Evaluation of signal analysis algorithms for ipsilateral motor-evoked potentials induced by transcranial magnetic stimulation

• Published in: Journal of neural engineering Vol. 19; no. 3; pp. 36032 - 36038
• Main Authors: Guggenberger, Robert, Trunk, Bettina Hanna, Canbolat, Sine, Ziegler, Lukas, Gharabaghi, Alireza
• Format: Journal Article
• Language: English
• Published: England IOP Publishing 01.06.2022
• Subjects: Adult; Algorithms; Electromyography; Evoked Potentials, Motor - physiology; Humans; ipsilateral; measurement; motor-evoked potential; Muscle, Skeletal - physiology; Reproducibility of Results; toolbox; transcranial magnetic stimulation; Transcranial Magnetic Stimulation - methods; toolbox; algorithms; ipsilateral; transcranial magnetic stimulation; motor-evoked potential; measurement
• ISSN: 1741-2560; 1741-2552; 1741-2552
• DOI: 10.1088/1741-2552/ac6dc4

Objective . Evaluating ipsilateral motor-evoked potentials (iMEP) induced by transcranial magnetic stimulation is challenging.
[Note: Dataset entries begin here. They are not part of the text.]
use ratatui::style::Color;

pub struct ThemeColors {
    pub primary: Color,
    pub accent: Color,
    pub text: Color,
    pub text_dim: Color,
    pub background: Color,
    pub border: Color,
    pub success: Color,
    pub warning: Color,
    pub error: Color,
    pub highlight_bg: Color,
    pub velocity_low: Color,
    pub velocity_mid: Color,
    pub velocity_high: Color,
}

/// Dark zinc palette with the indigo brand accent
pub fn theme() -> ThemeColors {
    ThemeColors {
        primary: Color::Rgb(99, 102, 241),       // indigo-500
        accent: Color::Rgb(139, 92, 246),        // violet-500
        text: Color::Rgb(228, 228, 231),         // zinc-200
        text_dim: Color::Rgb(113, 113, 122),     // zinc-500
        background: Color::Rgb(9, 9, 11),        // zinc-950
        border: Color::Rgb(39, 39, 42),          // zinc-800
        success: Color::Rgb(16, 185, 129),       // emerald-500
        warning: Color::Rgb(245, 158, 11),       // amber-500
        error: Color::Rgb(239, 68, 68),          // red-500
        highlight_bg: Color::Rgb(30, 27, 75),    // indigo-950
        velocity_low: Color::Rgb(161, 161, 170), // zinc-400
        velocity_mid: Color::Rgb(99, 102, 241),
        velocity_high: Color::Rgb(16, 185, 129),
    }
}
In healthy adults, isometric contraction is necessary to facilitate iMEP induction; therefore, the signal may be masked by the concurrent muscle activity. Signal analysis algorithms for iMEP evaluation need to be benchmarked and evaluated. Approach . An open analysis toolbox for iMEP evaluation was implemented on the basis of 11 previously reported algorithms, which were all threshold based, and a new template-based method based on data-driven signal decomposition. The reliability and validity of these algorithms were evaluated with a dataset of 4244 iMEP from 55 healthy adults. Main results. iMEP estimation varies drastically between algorithms. Several algorithms exhibit high reliability, but some appear to be influenced by background activity of muscle preactivation. Especially in healthy subjects, template-based approaches might be more valid than threshold-based ones. Measurement of iMEP persistence requires algorithms that reject some trials as MEP negative. The stricter the algorithms reject trials, the less reliable they generally are. Our evaluation identifies an optimally strict and reliable algorithm. Significance. We show different benchmarks and propose application for different use cases.